Il sindacato denuncia il rischio di una “gogna mediatica”
Cresce la tensione tra il mondo circense e le istituzioni locali. La SIAC Europa, sindacato che rappresenta i lavoratori dello spettacolo dal vivo e tutela anche il benessere degli animali impiegati negli spettacoli, ha espresso forte preoccupazione per il futuro dei professionisti del settore circense.
Il timore principale riguarda le ripercussioni della campagna mediatica condotta dalla LAV (Lega Anti Vivisezione), che negli ultimi mesi ha intensificato le denunce contro l’uso di animali nei circhi. Per il sindacato, queste azioni rischiano di superare il perimetro del dibattito sul benessere animale e di trasformarsi in una pressione politica e sociale che potrebbe compromettere il lavoro e la dignità di migliaia di famiglie.
Le accuse al Comune di Roma
Al centro delle critiche della SIAC Europa c’è anche la posizione del sindaco di Roma, Roberto Gualtieri, e della parlamentare Patrizia Prestipino, attuale Garante degli Animali per Roma Capitale. Secondo il sindacato, le recenti dichiarazioni e decisioni dell’amministrazione capitolina rischiano di alimentare un clima di ostilità verso il settore, senza basarsi su dati certi o su verifiche oggettive delle condizioni degli animali nei circhi.
“Siamo sorpresi dalle prese di posizione del sindaco Gualtieri e del Garante Prestipino. Un garante dovrebbe mantenere un ruolo super partes, ascoltando tutte le parti in causa prima di esprimere giudizi che possono avere conseguenze economiche e sociali enormi”, afferma la segretaria generale Bianca Montico.
Garanzie sul benessere animale
Il sindacato sottolinea come le compagnie circensi abbiano un interesse diretto nel garantire il benessere degli animali, considerati veri protagonisti degli spettacoli. Esistono normative nazionali e controlli periodici da parte di ASL, etologi e veterinari che monitorano lo stato di salute e le condizioni di vita degli animali.
“Ogni spostamento di una compagnia circense è accompagnato da controlli rigorosi”, evidenzia Montico. “Le imprese operano nel pieno rispetto delle leggi vigenti, e qualsiasi maltrattamento rappresenterebbe un reato penale. La nostra priorità è rafforzare questi standard e collaborare con le autorità competenti per un sistema sempre più trasparente.”
Rischio occupazionale
Il circo tradizionale, con la presenza di animali, rappresenta per la SIAC Europa un patrimonio culturale radicato in Europa e in molti altri Paesi. La sua eliminazione, secondo il sindacato, modificherebbe profondamente l’identità di questa forma d’arte, mettendo a rischio anche un intero comparto lavorativo.

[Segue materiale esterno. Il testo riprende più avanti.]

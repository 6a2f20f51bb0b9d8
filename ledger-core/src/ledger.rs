//! Node account ledger
//!
//! A single balance shared by every listener task and the transaction
//! generator of one node. It is constructed once by the node runtime and
//! handed out as `Arc<Ledger>`; there is no global instance.
//!
//! # Example
//!
//! ```
//! use ledger_core::Ledger;
//!
//! let ledger = Ledger::new(5_000_000);
//! assert!(!ledger.debit(6_000_000));
//! assert_eq!(ledger.balance(), 5_000_000);
//!
//! ledger.credit(20_000);
//! assert!(ledger.debit(5_020_000));
//! assert_eq!(ledger.balance(), 0);
//! ```

use crate::types::{Amount, Balance};
use parking_lot::Mutex;

/// Account balance of one bank node
#[derive(Debug)]
pub struct Ledger {
    /// Current balance, guarded so debit can check-and-subtract atomically
    balance: Mutex<Balance>,
}

impl Ledger {
    /// Open an account with the given starting balance
    pub fn new(initial_balance: Balance) -> Self {
        Self {
            balance: Mutex::new(initial_balance),
        }
    }

    /// Add money to the account
    pub fn credit(&self, amount: Amount) {
        let mut balance = self.balance.lock();
        *balance += amount as Balance;

        tracing::trace!(amount, balance = *balance, "credit applied");
    }

    /// Take money from the account if it is covered
    ///
    /// Returns `false` and leaves the balance untouched when the debit would
    /// overdraw the account. Insufficient funds is an ordinary outcome, not
    /// an error.
    pub fn debit(&self, amount: Amount) -> bool {
        let mut balance = self.balance.lock();
        let remaining = *balance - amount as Balance;
        if remaining < 0 {
            tracing::trace!(amount, balance = *balance, "debit refused, insufficient funds");
            return false;
        }

        *balance = remaining;
        tracing::trace!(amount, balance = *balance, "debit applied");
        true
    }

    /// Current balance
    pub fn balance(&self) -> Balance {
        *self.balance.lock()
    }
}
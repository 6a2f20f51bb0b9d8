//! Bank Ledger Core
//!
//! The account balance every bank node owns, plus the identifiers and
//! amount types shared by the transport and snapshot layers.
//!
//! # Invariants
//!
//! - Non-negative balance: no accepted debit drives the balance below zero
//! - Indivisible debit: check-and-subtract happens in one critical section
//! - Money conservation: balance == initial + Σ(credits) − Σ(accepted debits)

#![forbid(unsafe_code)]
#![warn(
    missing_docs,
    rust_2018_idioms,
    missing_debug_implementations,
    clippy::all
)]

pub mod config;
pub mod error;
pub mod ledger;
pub mod types;

// Re-exports
pub use config::LedgerConfig;
pub use error::{Error, Result};
pub use ledger::Ledger;
pub use types::{Amount, AmountRange, Balance, NodeId};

“Non possiamo accettare che i lavoratori del circo vengano trattati come professionisti di serie B”, aggiunge Montico. “Dietro ogni spettacolo ci sono famiglie che da generazioni si dedicano a questa arte e che ora temono per il loro futuro.”
L’organizzazione denuncia che molte decisioni comunali stanno già causando danni economici, con un impatto diretto su migliaia di posti di lavoro. La Legge 337/1968, che riconosce la funzione sociale dei circhi equestri e impone ai Comuni di destinare aree per le installazioni senza ricorso ad aste, sarebbe spesso ignorata, creando ulteriori difficoltà operative.
Appello per un tavolo di confronto equo
La SIAC Europa chiede l’apertura di un tavolo di dialogo con istituzioni e associazioni animaliste per trovare soluzioni equilibrate. L’obiettivo è tutelare sia il benessere animale che i diritti dei lavoratori circensi, nel rispetto delle normative esistenti. “Serve un confronto costruttivo e non una contrapposizione ideologica”, conclude Montico. “Solo così possiamo assicurare giustizia e buon senso in un tema così delicato.”